Problem details:
Each line from the start of the data below through the one containing "const DEFAULT_USER_AGENT: &str" must be reproduced exactly.

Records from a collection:
* * * * *

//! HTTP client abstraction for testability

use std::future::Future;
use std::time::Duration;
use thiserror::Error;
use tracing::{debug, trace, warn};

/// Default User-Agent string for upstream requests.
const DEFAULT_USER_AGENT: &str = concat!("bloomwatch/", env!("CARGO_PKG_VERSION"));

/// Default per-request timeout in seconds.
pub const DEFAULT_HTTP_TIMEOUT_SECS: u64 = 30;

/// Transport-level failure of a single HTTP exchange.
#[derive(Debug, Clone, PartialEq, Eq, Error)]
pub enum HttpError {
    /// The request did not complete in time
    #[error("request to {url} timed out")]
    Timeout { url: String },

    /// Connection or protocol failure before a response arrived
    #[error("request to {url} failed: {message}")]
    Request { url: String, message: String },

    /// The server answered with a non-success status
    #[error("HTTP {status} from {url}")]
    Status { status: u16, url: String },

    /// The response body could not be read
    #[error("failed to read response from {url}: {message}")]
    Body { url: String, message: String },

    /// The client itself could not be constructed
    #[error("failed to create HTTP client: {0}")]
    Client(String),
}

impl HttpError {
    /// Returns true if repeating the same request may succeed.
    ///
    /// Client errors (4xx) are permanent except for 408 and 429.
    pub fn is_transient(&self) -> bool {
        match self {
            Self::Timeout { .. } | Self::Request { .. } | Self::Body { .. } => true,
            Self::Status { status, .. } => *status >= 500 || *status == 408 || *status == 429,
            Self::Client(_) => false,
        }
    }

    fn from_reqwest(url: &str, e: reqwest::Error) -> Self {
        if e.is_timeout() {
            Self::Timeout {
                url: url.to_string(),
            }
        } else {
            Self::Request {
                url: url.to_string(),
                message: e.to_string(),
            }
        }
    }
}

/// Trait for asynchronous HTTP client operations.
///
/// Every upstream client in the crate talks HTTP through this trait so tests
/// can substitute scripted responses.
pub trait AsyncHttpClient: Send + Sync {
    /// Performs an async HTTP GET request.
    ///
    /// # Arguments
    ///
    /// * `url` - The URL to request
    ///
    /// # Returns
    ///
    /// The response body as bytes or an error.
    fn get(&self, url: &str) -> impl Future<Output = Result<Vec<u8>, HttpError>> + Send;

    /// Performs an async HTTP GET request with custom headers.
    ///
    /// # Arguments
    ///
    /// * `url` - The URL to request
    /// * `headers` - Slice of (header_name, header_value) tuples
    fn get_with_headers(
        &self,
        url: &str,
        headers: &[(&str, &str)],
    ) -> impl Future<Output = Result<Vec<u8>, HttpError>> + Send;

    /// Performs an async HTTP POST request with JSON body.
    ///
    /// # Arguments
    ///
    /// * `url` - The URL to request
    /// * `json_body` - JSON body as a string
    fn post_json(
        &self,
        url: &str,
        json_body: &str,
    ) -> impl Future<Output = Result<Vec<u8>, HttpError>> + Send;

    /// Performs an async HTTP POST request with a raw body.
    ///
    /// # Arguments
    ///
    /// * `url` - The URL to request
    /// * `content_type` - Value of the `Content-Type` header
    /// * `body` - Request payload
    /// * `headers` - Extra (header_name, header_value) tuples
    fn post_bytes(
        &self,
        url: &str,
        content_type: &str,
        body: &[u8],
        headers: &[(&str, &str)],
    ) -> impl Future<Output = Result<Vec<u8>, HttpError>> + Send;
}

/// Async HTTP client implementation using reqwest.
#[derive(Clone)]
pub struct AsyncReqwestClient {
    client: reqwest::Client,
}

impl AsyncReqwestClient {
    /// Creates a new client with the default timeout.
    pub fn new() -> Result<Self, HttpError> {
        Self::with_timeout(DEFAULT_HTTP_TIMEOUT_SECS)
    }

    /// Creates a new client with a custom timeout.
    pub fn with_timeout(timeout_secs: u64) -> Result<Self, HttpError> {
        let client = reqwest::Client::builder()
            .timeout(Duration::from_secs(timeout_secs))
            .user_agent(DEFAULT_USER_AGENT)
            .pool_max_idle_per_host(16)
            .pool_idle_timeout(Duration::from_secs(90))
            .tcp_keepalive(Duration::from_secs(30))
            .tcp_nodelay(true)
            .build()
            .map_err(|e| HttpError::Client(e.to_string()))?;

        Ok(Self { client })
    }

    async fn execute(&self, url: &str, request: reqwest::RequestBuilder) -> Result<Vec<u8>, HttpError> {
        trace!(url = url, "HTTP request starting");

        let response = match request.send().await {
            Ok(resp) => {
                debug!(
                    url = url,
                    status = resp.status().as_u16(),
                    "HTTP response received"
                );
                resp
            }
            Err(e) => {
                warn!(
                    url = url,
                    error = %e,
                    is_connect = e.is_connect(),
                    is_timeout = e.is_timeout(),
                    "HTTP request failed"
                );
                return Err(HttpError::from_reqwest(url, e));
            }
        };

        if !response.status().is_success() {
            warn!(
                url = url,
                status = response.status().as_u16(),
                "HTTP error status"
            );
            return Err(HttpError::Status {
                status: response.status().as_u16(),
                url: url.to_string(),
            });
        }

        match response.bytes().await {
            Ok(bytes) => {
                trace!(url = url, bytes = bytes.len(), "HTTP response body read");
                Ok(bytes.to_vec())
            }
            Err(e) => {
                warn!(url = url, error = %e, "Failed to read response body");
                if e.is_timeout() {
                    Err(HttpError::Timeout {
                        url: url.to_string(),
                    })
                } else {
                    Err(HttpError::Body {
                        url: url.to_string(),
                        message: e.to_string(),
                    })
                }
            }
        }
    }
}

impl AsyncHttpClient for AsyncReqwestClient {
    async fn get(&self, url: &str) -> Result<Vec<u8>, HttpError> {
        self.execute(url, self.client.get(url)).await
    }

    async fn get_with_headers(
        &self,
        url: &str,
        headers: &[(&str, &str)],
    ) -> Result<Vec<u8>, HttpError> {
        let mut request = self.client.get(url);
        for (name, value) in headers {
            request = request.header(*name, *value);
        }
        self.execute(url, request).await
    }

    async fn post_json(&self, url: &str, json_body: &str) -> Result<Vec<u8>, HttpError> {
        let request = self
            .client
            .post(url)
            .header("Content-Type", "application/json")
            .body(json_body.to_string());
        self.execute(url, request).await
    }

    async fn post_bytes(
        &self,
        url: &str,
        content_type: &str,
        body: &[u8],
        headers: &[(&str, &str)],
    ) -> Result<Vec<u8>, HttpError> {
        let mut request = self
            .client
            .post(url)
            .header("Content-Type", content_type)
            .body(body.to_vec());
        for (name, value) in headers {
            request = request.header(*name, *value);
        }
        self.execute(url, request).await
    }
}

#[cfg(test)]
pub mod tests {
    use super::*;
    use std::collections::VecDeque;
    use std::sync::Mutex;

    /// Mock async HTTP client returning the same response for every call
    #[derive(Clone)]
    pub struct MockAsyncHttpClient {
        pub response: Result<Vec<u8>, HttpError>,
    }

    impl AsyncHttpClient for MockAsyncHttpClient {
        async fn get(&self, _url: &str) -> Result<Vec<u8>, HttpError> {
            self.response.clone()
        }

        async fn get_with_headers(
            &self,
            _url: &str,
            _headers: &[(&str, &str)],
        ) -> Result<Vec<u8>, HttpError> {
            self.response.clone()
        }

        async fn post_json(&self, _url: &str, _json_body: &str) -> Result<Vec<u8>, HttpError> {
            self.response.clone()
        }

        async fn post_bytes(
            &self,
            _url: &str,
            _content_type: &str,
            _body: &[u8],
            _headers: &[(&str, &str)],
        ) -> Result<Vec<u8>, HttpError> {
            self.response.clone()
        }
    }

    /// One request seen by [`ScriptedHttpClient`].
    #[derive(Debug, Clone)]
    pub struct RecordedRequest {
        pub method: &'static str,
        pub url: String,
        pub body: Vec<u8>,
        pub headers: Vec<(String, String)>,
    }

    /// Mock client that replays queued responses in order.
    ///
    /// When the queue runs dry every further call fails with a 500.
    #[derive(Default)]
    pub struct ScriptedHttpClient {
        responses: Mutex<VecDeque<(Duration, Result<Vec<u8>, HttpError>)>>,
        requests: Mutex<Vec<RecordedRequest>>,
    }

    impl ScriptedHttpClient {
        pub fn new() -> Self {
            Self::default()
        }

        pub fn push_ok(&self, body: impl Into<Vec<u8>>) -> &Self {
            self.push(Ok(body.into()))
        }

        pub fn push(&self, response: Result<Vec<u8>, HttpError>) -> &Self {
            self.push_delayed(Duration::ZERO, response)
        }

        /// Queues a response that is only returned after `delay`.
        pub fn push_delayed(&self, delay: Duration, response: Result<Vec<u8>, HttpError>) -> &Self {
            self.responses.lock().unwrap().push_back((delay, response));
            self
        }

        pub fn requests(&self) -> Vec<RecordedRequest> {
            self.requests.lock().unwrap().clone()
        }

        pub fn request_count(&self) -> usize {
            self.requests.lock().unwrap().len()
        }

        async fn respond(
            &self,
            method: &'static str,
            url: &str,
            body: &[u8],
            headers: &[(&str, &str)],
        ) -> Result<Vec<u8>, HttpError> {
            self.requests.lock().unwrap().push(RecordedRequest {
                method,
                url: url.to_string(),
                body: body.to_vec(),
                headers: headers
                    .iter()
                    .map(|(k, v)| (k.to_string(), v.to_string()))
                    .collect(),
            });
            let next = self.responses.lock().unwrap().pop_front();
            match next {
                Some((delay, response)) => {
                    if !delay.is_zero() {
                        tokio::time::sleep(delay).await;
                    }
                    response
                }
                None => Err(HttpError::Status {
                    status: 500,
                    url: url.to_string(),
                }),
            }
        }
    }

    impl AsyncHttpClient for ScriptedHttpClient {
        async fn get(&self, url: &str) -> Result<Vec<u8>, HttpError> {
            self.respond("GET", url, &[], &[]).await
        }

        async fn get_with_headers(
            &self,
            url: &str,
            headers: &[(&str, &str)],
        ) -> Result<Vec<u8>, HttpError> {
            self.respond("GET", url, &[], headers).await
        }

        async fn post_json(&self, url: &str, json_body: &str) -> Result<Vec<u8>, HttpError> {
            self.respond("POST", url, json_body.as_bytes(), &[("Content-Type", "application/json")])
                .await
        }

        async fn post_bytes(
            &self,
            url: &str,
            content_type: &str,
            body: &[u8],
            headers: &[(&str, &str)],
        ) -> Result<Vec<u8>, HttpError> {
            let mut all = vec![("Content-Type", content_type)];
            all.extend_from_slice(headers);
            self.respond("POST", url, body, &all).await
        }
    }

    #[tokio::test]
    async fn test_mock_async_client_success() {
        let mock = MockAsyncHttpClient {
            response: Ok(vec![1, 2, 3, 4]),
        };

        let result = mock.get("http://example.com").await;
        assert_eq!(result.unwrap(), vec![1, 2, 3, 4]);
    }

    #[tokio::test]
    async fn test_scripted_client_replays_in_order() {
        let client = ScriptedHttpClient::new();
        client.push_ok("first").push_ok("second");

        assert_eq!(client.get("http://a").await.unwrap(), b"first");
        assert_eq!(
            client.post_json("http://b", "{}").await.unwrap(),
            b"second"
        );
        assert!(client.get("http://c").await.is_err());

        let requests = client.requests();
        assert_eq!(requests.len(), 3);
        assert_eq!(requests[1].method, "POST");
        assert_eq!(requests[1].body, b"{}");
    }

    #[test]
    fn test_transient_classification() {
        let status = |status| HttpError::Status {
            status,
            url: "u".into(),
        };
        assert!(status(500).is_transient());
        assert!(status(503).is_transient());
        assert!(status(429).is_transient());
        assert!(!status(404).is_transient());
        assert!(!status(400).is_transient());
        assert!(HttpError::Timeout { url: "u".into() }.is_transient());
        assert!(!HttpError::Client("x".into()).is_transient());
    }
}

* * * * *

Output for this task:
//! HTTP client abstraction for testability

use std::future::Future;
use std::time::Duration;
use thiserror::Error;
use tracing::{debug, trace, warn};

/// Default User-Agent string for upstream requests.
const DEFAULT_USER_AGENT: &str = concat!("bloomwatch/", env!("CARGO_PKG_VERSION"));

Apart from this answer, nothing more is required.